[Data items]
//! `sfb lock ...`: read, acquire, heartbeat, release.

use std::process::ExitCode;
use std::time::Duration;

use anyhow::Result;
use clap::{Args, Subcommand};
use serde_json::json;
use sfb_lock::{acquire, heartbeat, read_lock, release, LockError, LockRequest, LockSettings};
use sfb_schemas::keys::DEFAULT_LOCK_KEY;
use sfb_store::S3Store;

use super::emit;

#[derive(Args, Clone)]
pub struct StoreArgs {
    #[arg(long)]
    pub bucket: String,
    #[arg(long, default_value = DEFAULT_LOCK_KEY)]
    pub key: String,
    #[arg(long)]
    pub profile: Option<String>,
}

#[derive(Args, Clone)]
pub struct OwnerArgs {
    #[arg(long)]
    pub owner: String,
    #[arg(long = "run-id")]
    pub run_id: String,
    #[arg(long = "benchmark-uuid")]
    pub benchmark_uuid: String,
    #[arg(long = "lease-seconds", default_value_t = 900)]
    pub lease_seconds: i64,
    /// Free-form actor recorded as updated_by; defaults to pid-<pid>.
    #[arg(long, default_value = "")]
    pub actor: String,
}

impl OwnerArgs {
    fn request(&self) -> LockRequest {
        let actor = if self.actor.is_empty() {
            format!("pid-{}", std::process::id())
        } else {
            self.actor.clone()
        };
        LockRequest {
            owner: self.owner.clone(),
            run_id: self.run_id.clone(),
            benchmark_uuid: self.benchmark_uuid.clone(),
            actor,
        }
    }
}

#[derive(Subcommand)]
pub enum LockCmd {
    /// Read the lock and report expiry
    Read {
        #[command(flatten)]
        store: StoreArgs,
    },

    /// Acquire the lock by lease, polling until free or timed out
    Acquire {
        #[command(flatten)]
        store: StoreArgs,
        #[command(flatten)]
        owner: OwnerArgs,
        #[arg(long = "acquire-timeout-seconds", default_value_t = 0)]
        acquire_timeout_seconds: i64,
        #[arg(long = "poll-seconds", default_value_t = 5.0)]
        poll_seconds: f64,
    },

    /// Renew the lease of a held lock
    Heartbeat {
        #[command(flatten)]
        store: StoreArgs,
        #[command(flatten)]
        owner: OwnerArgs,
    },

    /// Release the lock (idempotent)
    Release {
        #[command(flatten)]
        store: StoreArgs,
        #[arg(long)]
        owner: String,
    },
}

pub async fn run(cmd: LockCmd) -> Result<ExitCode> {
    match cmd {
        LockCmd::Read { store } => {
            let s3 = connect(&store).await;
            let view = read_lock(&s3, &store.key).await?;
            if !view.exists {
                emit(&json!({"exists": false}))?;
            } else {
                emit(&json!({
                    "exists": true,
                    "expired": view.expired,
                    "lock": view.doc,
                }))?;
            }
            Ok(ExitCode::SUCCESS)
        }

        LockCmd::Acquire {
            store,
            owner,
            acquire_timeout_seconds,
            poll_seconds,
        } => {
            let s3 = connect(&store).await;
            let settings = LockSettings {
                key: store.key.clone(),
                lease_seconds: owner.lease_seconds,
                acquire_timeout_seconds,
                poll_interval: Duration::from_secs_f64(poll_seconds.max(0.25)),
                ..LockSettings::default()
            };
            match acquire(&s3, &settings, &owner.request()).await {
                Ok(doc) => {
                    emit(&json!({"acquired": true, "lock": doc}))?;
                    Ok(ExitCode::SUCCESS)
                }
                Err(LockError::TimeoutWaitingForLock { current_owner }) => {
                    emit(&json!({
                        "acquired": false,
                        "reason": "timeout_waiting_for_lock",
                        "current_owner": current_owner,
                    }))?;
                    Ok(ExitCode::from(1))
                }
                Err(LockError::TimeoutRaceLost) => {
                    emit(&json!({"acquired": false, "reason": "timeout_race_lost"}))?;
                    Ok(ExitCode::from(1))
                }
                Err(err) => Err(err.into()),
            }
        }

        LockCmd::Heartbeat { store, owner } => {
            let s3 = connect(&store).await;
            match heartbeat(&s3, &settings_for(&store, owner.lease_seconds), &owner.request()).await
            {
                Ok(doc) => {
                    emit(&json!({"ok": true, "lock": doc}))?;
                    Ok(ExitCode::SUCCESS)
                }
                Err(err) => {
                    let (reason, current_owner) = heartbeat_reason(&err);
                    let mut body = json!({"ok": false, "reason": reason});
                    if let Some(current_owner) = current_owner {
                        body["current_owner"] = current_owner.into();
                    }
                    emit(&body)?;
                    Ok(ExitCode::from(2))
                }
            }
        }

        LockCmd::Release { store, owner } => {
            let s3 = connect(&store).await;
            match release(&s3, &settings_for(&store, 900), &owner).await {
                Ok(sfb_lock::ReleaseOutcome::Released) => {
                    emit(&json!({"released": true}))?;
                    Ok(ExitCode::SUCCESS)
                }
                Ok(sfb_lock::ReleaseOutcome::AlreadyMissing) => {
                    emit(&json!({"released": false, "reason": "missing"}))?;
                    Ok(ExitCode::SUCCESS)
                }
                Err(LockError::OwnerMismatch { current_owner }) => {
                    emit(&json!({
                        "released": false,
                        "reason": "owner_mismatch",
                        "current_owner": current_owner,
                    }))?;
                    Ok(ExitCode::from(1))
                }
                Err(err) => Err(err.into()),
            }
        }
    }
}

async fn connect(store: &StoreArgs) -> S3Store {
    S3Store::connect(store.bucket.clone(), store.profile.as_deref()).await
}

fn settings_for(store: &StoreArgs, lease_seconds: i64) -> LockSettings {
    LockSettings {
        key: store.key.clone(),
        lease_seconds,
        ..LockSettings::default()
    }
}

fn heartbeat_reason(err: &LockError) -> (&'static str, Option<String>) {
    match err {
        LockError::Missing => ("missing", None),
        LockError::OwnerMismatch { current_owner } => {
            ("owner_mismatch", Some(current_owner.clone()))
        }
        LockError::ExpiredOrStolen { current_owner } => {
            ("expired_or_stolen", Some(current_owner.clone()))
        }
        LockError::MissingAfterWrite => ("missing_after_write", None),
        LockError::OwnerMismatchAfterWrite { current_owner } => {
            ("owner_mismatch_after_write", Some(current_owner.clone()))
        }
        _ => ("store_error", None),
    }
}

→ What to produce
Exactly as shown above, return every record.

→ Task response
//! `sfb lock ...`: read, acquire, heartbeat, release.

use std::process::ExitCode;
use std::time::Duration;

use anyhow::Result;
use clap::{Args, Subcommand};
use serde_json::json;
use sfb_lock::{acquire, heartbeat, read_lock, release, LockError, LockRequest, LockSettings};
use sfb_schemas::keys::DEFAULT_LOCK_KEY;
use sfb_store::S3Store;

use super::emit;

#[derive(Args, Clone)]
pub struct StoreArgs {
    #[arg(long)]
    pub bucket: String,
    #[arg(long, default_value = DEFAULT_LOCK_KEY)]
    pub key: String,
    #[arg(long)]
    pub profile: Option<String>,
}

#[derive(Args, Clone)]
pub struct OwnerArgs {
    #[arg(long)]
    pub owner: String,
    #[arg(long = "run-id")]
    pub run_id: String,
    #[arg(long = "benchmark-uuid")]
    pub benchmark_uuid: String,
    #[arg(long = "lease-seconds", default_value_t = 900)]
    pub lease_seconds: i64,
    /// Free-form actor recorded as updated_by; defaults to pid-<pid>.
    #[arg(long, default_value = "")]
    pub actor: String,
}

impl OwnerArgs {
    fn request(&self) -> LockRequest {
        let actor = if self.actor.is_empty() {
            format!("pid-{}", std::process::id())
        } else {
            self.actor.clone()
        };
        LockRequest {
            owner: self.owner.clone(),
            run_id: self.run_id.clone(),
            benchmark_uuid: self.benchmark_uuid.clone(),
            actor,
        }
    }
}

#[derive(Subcommand)]
pub enum LockCmd {
    /// Read the lock and report expiry
    Read {
        #[command(flatten)]
        store: StoreArgs,
    },

    /// Acquire the lock by lease, polling until free or timed out
    Acquire {
        #[command(flatten)]
        store: StoreArgs,
        #[command(flatten)]
        owner: OwnerArgs,
        #[arg(long = "acquire-timeout-seconds", default_value_t = 0)]
        acquire_timeout_seconds: i64,
        #[arg(long = "poll-seconds", default_value_t = 5.0)]
        poll_seconds: f64,
    },

    /// Renew the lease of a held lock
    Heartbeat {
        #[command(flatten)]
        store: StoreArgs,
        #[command(flatten)]
        owner: OwnerArgs,
    },

    /// Release the lock (idempotent)
    Release {
        #[command(flatten)]
        store: StoreArgs,
        #[arg(long)]
        owner: String,
    },
}

pub async fn run(cmd: LockCmd) -> Result<ExitCode> {
    match cmd {
        LockCmd::Read { store } => {
            let s3 = connect(&store).await;
            let view = read_lock(&s3, &store.key).await?;
            if !view.exists {
                emit(&json!({"exists": false}))?;
            } else {
                emit(&json!({
                    "exists": true,
                    "expired": view.expired,
                    "lock": view.doc,
                }))?;
            }
            Ok(ExitCode::SUCCESS)
        }

        LockCmd::Acquire {
            store,
            owner,
            acquire_timeout_seconds,
            poll_seconds,
        } => {
            let s3 = connect(&store).await;
            let settings = LockSettings {
                key: store.key.clone(),
                lease_seconds: owner.lease_seconds,
                acquire_timeout_seconds,
                poll_interval: Duration::from_secs_f64(poll_seconds.max(0.25)),
                ..LockSettings::default()
            };
            match acquire(&s3, &settings, &owner.request()).await {
                Ok(doc) => {
                    emit(&json!({"acquired": true, "lock": doc}))?;
                    Ok(ExitCode::SUCCESS)
                }
                Err(LockError::TimeoutWaitingForLock { current_owner }) => {
                    emit(&json!({
                        "acquired": false,
                        "reason": "timeout_waiting_for_lock",
                        "current_owner": current_owner,
                    }))?;
                    Ok(ExitCode::from(1))
                }
                Err(LockError::TimeoutRaceLost) => {
                    emit(&json!({"acquired": false, "reason": "timeout_race_lost"}))?;
                    Ok(ExitCode::from(1))
                }
                Err(err) => Err(err.into()),
            }
        }

        LockCmd::Heartbeat { store, owner } => {
            let s3 = connect(&store).await;
            match heartbeat(&s3, &settings_for(&store, owner.lease_seconds), &owner.request()).await
            {
                Ok(doc) => {
                    emit(&json!({"ok": true, "lock": doc}))?;
                    Ok(ExitCode::SUCCESS)
                }
                Err(err) => {
                    let (reason, current_owner) = heartbeat_reason(&err);
                    let mut body = json!({"ok": false, "reason": reason});
                    if let Some(current_owner) = current_owner {
                        body["current_owner"] = current_owner.into();
                    }
                    emit(&body)?;
                    Ok(ExitCode::from(2))
                }
            }
        }

        LockCmd::Release { store, owner } => {
            let s3 = connect(&store).await;
            match release(&s3, &settings_for(&store, 900), &owner).await {
                Ok(sfb_lock::ReleaseOutcome::Released) => {
                    emit(&json!({"released": true}))?;
                    Ok(ExitCode::SUCCESS)
                }
                Ok(sfb_lock::ReleaseOutcome::AlreadyMissing) => {
                    emit(&json!({"released": false, "reason": "missing"}))?;
                    Ok(ExitCode::SUCCESS)
                }
                Err(LockError::OwnerMismatch { current_owner }) => {
                    emit(&json!({
                        "released": false,
                        "reason": "owner_mismatch",
                        "current_owner": current_owner,
                    }))?;
                    Ok(ExitCode::from(1))
                }
                Err(err) => Err(err.into()),
            }
        }
    }
}

async fn connect(store: &StoreArgs) -> S3Store {
    S3Store::connect(store.bucket.clone(), store.profile.as_deref()).await
}

fn settings_for(store: &StoreArgs, lease_seconds: i64) -> LockSettings {
    LockSettings {
        key: store.key.clone(),
        lease_seconds,
        ..LockSettings::default()
    }
}

fn heartbeat_reason(err: &LockError) -> (&'static str, Option<String>) {
    match err {
        LockError::Missing => ("missing", None),
        LockError::OwnerMismatch { current_owner } => {
            ("owner_mismatch", Some(current_owner.clone()))
        }
        LockError::ExpiredOrStolen { current_owner } => {
            ("expired_or_stolen", Some(current_owner.clone()))
        }
        LockError::MissingAfterWrite => ("missing_after_write", None),
        LockError::OwnerMismatchAfterWrite { current_owner } => {
            ("owner_mismatch_after_write", Some(current_owner.clone()))
        }
        _ => ("store_error", None),
    }
}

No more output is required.